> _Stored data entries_

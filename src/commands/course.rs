use super::{institution, recover, today};
use crate::{
    db::{
        certifications::Certifications,
        courses::{Course, CourseUpdate, Courses, NewCourse},
        db::Db,
        error::{Entity, TrackerError},
        institutions::Institutions,
        reports,
    },
    libs::{messages::Message, prompt, view::View},
    msg_error, msg_info, msg_print, msg_success,
};
use anyhow::Result;
use clap::{Args, Subcommand};
use std::collections::HashMap;

#[derive(Debug, Args)]
pub struct CourseArgs {
    #[command(subcommand)]
    command: Option<CourseCommand>,
}

#[derive(Debug, Subcommand)]
enum CourseCommand {
    /// Add a course under an institution
    Add {
        /// Course name (prompted when omitted)
        name: Option<String>,
        /// Owning institution ID (chosen from a list when omitted)
        #[arg(short, long)]
        institution: Option<i64>,
        /// Course description
        #[arg(short, long)]
        description: Option<String>,
        /// Duration label, e.g. "6 months"
        #[arg(long)]
        duration: Option<String>,
    },
    /// List courses grouped by institution
    List,
    /// Edit a course
    Edit {
        /// Course ID (chosen from a list when omitted)
        id: Option<i64>,
    },
    /// Delete a course with its certifications
    Delete {
        /// Course ID (chosen from a list when omitted)
        id: Option<i64>,
        /// Skip the confirmation prompt
        #[arg(short, long)]
        yes: bool,
    },
}

pub fn cmd(db: &Db, args: CourseArgs) -> Result<()> {
    match args.command {
        Some(CourseCommand::Add {
            name,
            institution,
            description,
            duration,
        }) => handle_add(db, institution, name, description, duration),
        Some(CourseCommand::List) => handle_list(db),
        Some(CourseCommand::Edit { id }) => handle_edit(db, id),
        Some(CourseCommand::Delete { id, yes }) => handle_delete(db, id, yes),
        None => interactive(db),
    }
}

pub fn interactive(db: &Db) -> Result<()> {
    let options = vec![
        "Add Course".to_string(),
        "List Courses".to_string(),
        "Update Course".to_string(),
        "Delete Course".to_string(),
        "Back to Main Menu".to_string(),
    ];

    loop {
        let result = match prompt::select(Message::SelectCourseAction, &options)? {
            Some(0) => handle_add(db, None, None, None, None),
            Some(1) => handle_list(db),
            Some(2) => handle_edit(db, None),
            Some(3) => handle_delete(db, None, false),
            _ => return Ok(()),
        };
        recover(result)?;
    }
}

fn handle_add(
    db: &Db,
    institution_id: Option<i64>,
    name: Option<String>,
    description: Option<String>,
    duration: Option<String>,
) -> Result<()> {
    let Some(owner) = institution::choose(db, institution_id)? else {
        return Ok(());
    };

    let new = match name {
        Some(name) => NewCourse {
            institution_id: owner.id,
            name,
            description,
            duration,
        },
        None => {
            msg_print!(Message::AddingCourseUnder(owner.name.clone()), true);
            NewCourse {
                institution_id: owner.id,
                name: prompt::required_text(Message::PromptCourseName)?,
                description: prompt::optional_text(Message::PromptCourseDescription)?,
                duration: prompt::optional_text(Message::PromptCourseDuration)?,
            }
        }
    };

    let course = Courses::new(db).add(&new)?;
    msg_success!(Message::CourseSaved(format!("[{}] {}", course.id, course.name)));
    Ok(())
}

fn handle_list(db: &Db) -> Result<()> {
    let report = reports::by_institution(db, today())?;

    if report.is_empty() {
        msg_info!(Message::NoInstitutionsFound);
        return Ok(());
    }

    msg_print!(Message::CourseListHeader);
    View::courses(&report);
    Ok(())
}

/// Resolves a course from an explicit id or a selection list.
pub(crate) fn choose(db: &Db, id: Option<i64>) -> Result<Option<Course>> {
    let courses = Courses::new(db);

    if let Some(id) = id {
        let course = courses.get(id)?;
        if course.is_none() {
            msg_error!(Message::OperationFailed(TrackerError::not_found(Entity::Course, id).to_string()));
        }
        return Ok(course);
    }

    let mut all = courses.list()?;
    if all.is_empty() {
        msg_info!(Message::NoCoursesFound);
        return Ok(None);
    }

    let institutions = Institutions::new(db).list()?;
    let names: HashMap<i64, &str> = institutions.iter().map(|i| (i.id, i.name.as_str())).collect();
    let labels: Vec<String> = all
        .iter()
        .map(|c| {
            let owner = names.get(&c.institution_id).copied().unwrap_or("-");
            format!("[{}] {} | {}", c.id, c.name, owner)
        })
        .collect();
    Ok(prompt::select(Message::SelectCourse, &labels)?.map(|index| all.swap_remove(index)))
}

fn handle_edit(db: &Db, id: Option<i64>) -> Result<()> {
    let Some(course) = choose(db, id)? else {
        return Ok(());
    };

    msg_print!(Message::EditingCourse(course.name.clone()), true);

    let changes = CourseUpdate {
        name: prompt::edit_text(Message::PromptCourseName, Some(&course.name))?,
        description: prompt::edit_text(Message::PromptCourseDescription, course.description.as_deref())?,
        duration: prompt::edit_text(Message::PromptCourseDuration, course.duration.as_deref())?,
    };

    if changes.is_empty() {
        msg_info!(Message::NoChangesDetected);
        return Ok(());
    }

    let updated = Courses::new(db).update(course.id, &changes)?;
    msg_success!(Message::CourseUpdated(updated.name));
    Ok(())
}

fn handle_delete(db: &Db, id: Option<i64>, yes: bool) -> Result<()> {
    let Some(course) = choose(db, id)? else {
        return Ok(());
    };

    let certification_count = Certifications::new(db).list_for_course(course.id)?.len();
    if !yes && !prompt::confirm(Message::ConfirmDeleteCourse(course.name.clone(), certification_count))? {
        msg_info!(Message::OperationCancelled);
        return Ok(());
    }

    Courses::new(db).delete(course.id)?;
    msg_success!(Message::CourseDeleted(course.name));
    Ok(())
}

> _What you are asked to do_
Return all of the entries word for word.

> _Finished exercise_
filename src/commands/course.rs
use super::{institution, recover, today};
use crate::{
    db::{
        certifications::Certifications,
        courses::{Course, CourseUpdate, Courses, NewCourse},
        db::Db,
        error::{Entity, TrackerError},
        institutions::Institutions,
        reports,
    },
    libs::{messages::Message, prompt, view::View},
    msg_error, msg_info, msg_print, msg_success,
};
use anyhow::Result;
use clap::{Args, Subcommand};
use std::collections::HashMap;

#[derive(Debug, Args)]
pub struct CourseArgs {
    #[command(subcommand)]
    command: Option<CourseCommand>,
}

#[derive(Debug, Subcommand)]
enum CourseCommand {
    /// Add a course under an institution
    Add {
        /// Course name (prompted when omitted)
        name: Option<String>,
        /// Owning institution ID (chosen from a list when omitted)
        #[arg(short, long)]
        institution: Option<i64>,
        /// Course description
        #[arg(short, long)]
        description: Option<String>,
        /// Duration label, e.g. "6 months"
        #[arg(long)]
        duration: Option<String>,
    },
    /// List courses grouped by institution
    List,
    /// Edit a course
    Edit {
        /// Course ID (chosen from a list when omitted)
        id: Option<i64>,
    },
    /// Delete a course with its certifications
    Delete {
        /// Course ID (chosen from a list when omitted)
        id: Option<i64>,
        /// Skip the confirmation prompt
        #[arg(short, long)]
        yes: bool,
    },
}

pub fn cmd(db: &Db, args: CourseArgs) -> Result<()> {
    match args.command {
        Some(CourseCommand::Add {
            name,
            institution,
            description,
            duration,
        }) => handle_add(db, institution, name, description, duration),
        Some(CourseCommand::List) => handle_list(db),
        Some(CourseCommand::Edit { id }) => handle_edit(db, id),
        Some(CourseCommand::Delete { id, yes }) => handle_delete(db, id, yes),
        None => interactive(db),
    }
}

pub fn interactive(db: &Db) -> Result<()> {
    let options = vec![
        "Add Course".to_string(),
        "List Courses".to_string(),
        "Update Course".to_string(),
        "Delete Course".to_string(),
        "Back to Main Menu".to_string(),
    ];

    loop {
        let result = match prompt::select(Message::SelectCourseAction, &options)? {
            Some(0) => handle_add(db, None, None, None, None),
            Some(1) => handle_list(db),
            Some(2) => handle_edit(db, None),
            Some(3) => handle_delete(db, None, false),
            _ => return Ok(()),
        };
        recover(result)?;
    }
}

fn handle_add(
    db: &Db,
    institution_id: Option<i64>,
    name: Option<String>,
    description: Option<String>,
    duration: Option<String>,
) -> Result<()> {
    let Some(owner) = institution::choose(db, institution_id)? else {
        return Ok(());
    };

    let new = match name {
        Some(name) => NewCourse {
            institution_id: owner.id,
            name,
            description,
            duration,
        },
        None => {
            msg_print!(Message::AddingCourseUnder(owner.name.clone()), true);
            NewCourse {
                institution_id: owner.id,
                name: prompt::required_text(Message::PromptCourseName)?,
                description: prompt::optional_text(Message::PromptCourseDescription)?,
                duration: prompt::optional_text(Message::PromptCourseDuration)?,
            }
        }
    };

    let course = Courses::new(db).add(&new)?;
    msg_success!(Message::CourseSaved(format!("[{}] {}", course.id, course.name)));
    Ok(())
}

fn handle_list(db: &Db) -> Result<()> {
    let report = reports::by_institution(db, today())?;

    if report.is_empty() {
        msg_info!(Message::NoInstitutionsFound);
        return Ok(());
    }

    msg_print!(Message::CourseListHeader);
    View::courses(&report);
    Ok(())
}

/// Resolves a course from an explicit id or a selection list.
pub(crate) fn choose(db: &Db, id: Option<i64>) -> Result<Option<Course>> {
    let courses = Courses::new(db);

    if let Some(id) = id {
        let course = courses.get(id)?;
        if course.is_none() {
            msg_error!(Message::OperationFailed(TrackerError::not_found(Entity::Course, id).to_string()));
        }
        return Ok(course);
    }

    let mut all = courses.list()?;
    if all.is_empty() {
        msg_info!(Message::NoCoursesFound);
        return Ok(None);
    }

    let institutions = Institutions::new(db).list()?;
    let names: HashMap<i64, &str> = institutions.iter().map(|i| (i.id, i.name.as_str())).collect();
    let labels: Vec<String> = all
        .iter()
        .map(|c| {
            let owner = names.get(&c.institution_id).copied().unwrap_or("-");
            format!("[{}] {} | {}", c.id, c.name, owner)
        })
        .collect();
    Ok(prompt::select(Message::SelectCourse, &labels)?.map(|index| all.swap_remove(index)))
}

fn handle_edit(db: &Db, id: Option<i64>) -> Result<()> {
    let Some(course) = choose(db, id)? else {
        return Ok(());
    };

    msg_print!(Message::EditingCourse(course.name.clone()), true);

    let changes = CourseUpdate {
        name: prompt::edit_text(Message::PromptCourseName, Some(&course.name))?,
        description: prompt::edit_text(Message::PromptCourseDescription, course.description.as_deref())?,
        duration: prompt::edit_text(Message::PromptCourseDuration, course.duration.as_deref())?,
    };

    if changes.is_empty() {
        msg_info!(Message::NoChangesDetected);
        return Ok(());
    }

    let updated = Courses::new(db).update(course.id, &changes)?;
    msg_success!(Message::CourseUpdated(updated.name));
    Ok(())
}

fn handle_delete(db: &Db, id: Option<i64>, yes: bool) -> Result<()> {
    let Some(course) = choose(db, id)? else {
        return Ok(());
    };

    let certification_count = Certifications::new(db).list_for_course(course.id)?.len();
    if !yes && !prompt::confirm(Message::ConfirmDeleteCourse(course.name.clone(), certification_count))? {
        msg_info!(Message::OperationCancelled);
        return Ok(());
    }

    Courses::new(db).delete(course.id)?;
    msg_success!(Message::CourseDeleted(course.name));
    Ok(())
}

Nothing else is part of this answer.